▶ _Exercise prompt_
Please set down the records exactly, keeping every line.

--- Provided data ---

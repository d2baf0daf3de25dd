//! # Backend trait: every REST endpoint the client consumes
//!
//! | Method | Path | Auth |
//! |--------|------|------|
//! | [`login`](Backend::login) | `POST /login/` | none |
//! | [`register`](Backend::register) | `POST /register/` | none |
//! | [`current_user`](Backend::current_user) | `GET /user/me/` | bearer |
//! | [`update_profile`](Backend::update_profile) | `PUT /user/edit/` | bearer |
//! | [`list_users`](Backend::list_users) | `GET /users/` | bearer (admin) |
//! | [`delete_user`](Backend::delete_user) | `DELETE /users/delete/{id}/` | bearer (admin) |
//! | [`list_announcements`](Backend::list_announcements) | `GET /announcements/?page=N` | none |
//! | [`search_announcements`](Backend::search_announcements) | `GET /announcements/search/` | none |
//! | [`get_announcement`](Backend::get_announcement) | `GET /announcements/{id}/` | bearer |
//! | [`add_announcement`](Backend::add_announcement) | `POST /announcements/add/` | bearer |
//! | [`edit_announcement`](Backend::edit_announcement) | `PUT /announcements/edit/{id}/` | bearer |
//! | [`delete_announcement`](Backend::delete_announcement) | `DELETE /announcements/delete/{id}/` | bearer |
//!
//! [`crate::ApiClient`] is the HTTP implementation. View logic is written
//! against this trait so it can run against a recording fake in tests.
//!
//! Bearer-authenticated methods take the access token explicitly. Callers
//! decide what a missing token means (usually: redirect to login, no call).
//! Write endpoints answer with `()` because their response bodies are not used.

use std::future::Future;

use crate::error::ApiError;
use crate::models::{
    Announcement, AnnouncementDraft, Credentials, LoginResponse, Page, ProfileUpdate,
    Registration, SearchFilter, UserInfo,
};

pub trait Backend {
    fn login(
        &self,
        credentials: &Credentials,
    ) -> impl Future<Output = Result<LoginResponse, ApiError>>;

    fn register(
        &self,
        registration: &Registration,
    ) -> impl Future<Output = Result<(), ApiError>>;

    fn current_user(&self, token: &str) -> impl Future<Output = Result<UserInfo, ApiError>>;

    fn update_profile(
        &self,
        token: &str,
        update: &ProfileUpdate,
    ) -> impl Future<Output = Result<(), ApiError>>;

    fn list_users(&self, token: &str) -> impl Future<Output = Result<Vec<UserInfo>, ApiError>>;

    fn delete_user(&self, token: &str, id: i64) -> impl Future<Output = Result<(), ApiError>>;

    fn list_announcements(
        &self,
        page: u32,
    ) -> impl Future<Output = Result<Page<Announcement>, ApiError>>;

    fn search_announcements(
        &self,
        filter: &SearchFilter,
    ) -> impl Future<Output = Result<Vec<Announcement>, ApiError>>;

    fn get_announcement(
        &self,
        token: &str,
        id: i64,
    ) -> impl Future<Output = Result<Announcement, ApiError>>;

    fn add_announcement(
        &self,
        token: &str,
        draft: &AnnouncementDraft,
    ) -> impl Future<Output = Result<(), ApiError>>;

    fn edit_announcement(
        &self,
        token: &str,
        id: i64,
        draft: &AnnouncementDraft,
    ) -> impl Future<Output = Result<(), ApiError>>;

    fn delete_announcement(
        &self,
        token: &str,
        id: i64,
    ) -> impl Future<Output = Result<(), ApiError>>;
}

---

▶ _Response_
repository d2baf0daf3de25dd
//! # Backend trait: every REST endpoint the client consumes
//!
//! | Method | Path | Auth |
//! |--------|------|------|
//! | [`login`](Backend::login) | `POST /login/` | none |
//! | [`register`](Backend::register) | `POST /register/` | none |
//! | [`current_user`](Backend::current_user) | `GET /user/me/` | bearer |
//! | [`update_profile`](Backend::update_profile) | `PUT /user/edit/` | bearer |
//! | [`list_users`](Backend::list_users) | `GET /users/` | bearer (admin) |
//! | [`delete_user`](Backend::delete_user) | `DELETE /users/delete/{id}/` | bearer (admin) |
//! | [`list_announcements`](Backend::list_announcements) | `GET /announcements/?page=N` | none |
//! | [`search_announcements`](Backend::search_announcements) | `GET /announcements/search/` | none |
//! | [`get_announcement`](Backend::get_announcement) | `GET /announcements/{id}/` | bearer |
//! | [`add_announcement`](Backend::add_announcement) | `POST /announcements/add/` | bearer |
//! | [`edit_announcement`](Backend::edit_announcement) | `PUT /announcements/edit/{id}/` | bearer |
//! | [`delete_announcement`](Backend::delete_announcement) | `DELETE /announcements/delete/{id}/` | bearer |
//!
//! [`crate::ApiClient`] is the HTTP implementation. View logic is written
//! against this trait so it can run against a recording fake in tests.
//!
//! Bearer-authenticated methods take the access token explicitly. Callers
//! decide what a missing token means (usually: redirect to login, no call).
//! Write endpoints answer with `()` because their response bodies are not used.

use std::future::Future;

use crate::error::ApiError;
use crate::models::{
    Announcement, AnnouncementDraft, Credentials, LoginResponse, Page, ProfileUpdate,
    Registration, SearchFilter, UserInfo,
};

pub trait Backend {
    fn login(
        &self,
        credentials: &Credentials,
    ) -> impl Future<Output = Result<LoginResponse, ApiError>>;

    fn register(
        &self,
        registration: &Registration,
    ) -> impl Future<Output = Result<(), ApiError>>;

    fn current_user(&self, token: &str) -> impl Future<Output = Result<UserInfo, ApiError>>;

    fn update_profile(
        &self,
        token: &str,
        update: &ProfileUpdate,
    ) -> impl Future<Output = Result<(), ApiError>>;

    fn list_users(&self, token: &str) -> impl Future<Output = Result<Vec<UserInfo>, ApiError>>;

    fn delete_user(&self, token: &str, id: i64) -> impl Future<Output = Result<(), ApiError>>;

    fn list_announcements(
        &self,
        page: u32,
    ) -> impl Future<Output = Result<Page<Announcement>, ApiError>>;

    fn search_announcements(
        &self,
        filter: &SearchFilter,
    ) -> impl Future<Output = Result<Vec<Announcement>, ApiError>>;

    fn get_announcement(
        &self,
        token: &str,
        id: i64,
    ) -> impl Future<Output = Result<Announcement, ApiError>>;

    fn add_announcement(
        &self,
        token: &str,
        draft: &AnnouncementDraft,
    ) -> impl Future<Output = Result<(), ApiError>>;

    fn edit_announcement(
        &self,
        token: &str,
        id: i64,
        draft: &AnnouncementDraft,
    ) -> impl Future<Output = Result<(), ApiError>>;

    fn delete_announcement(
        &self,
        token: &str,
        id: i64,
    ) -> impl Future<Output = Result<(), ApiError>>;
}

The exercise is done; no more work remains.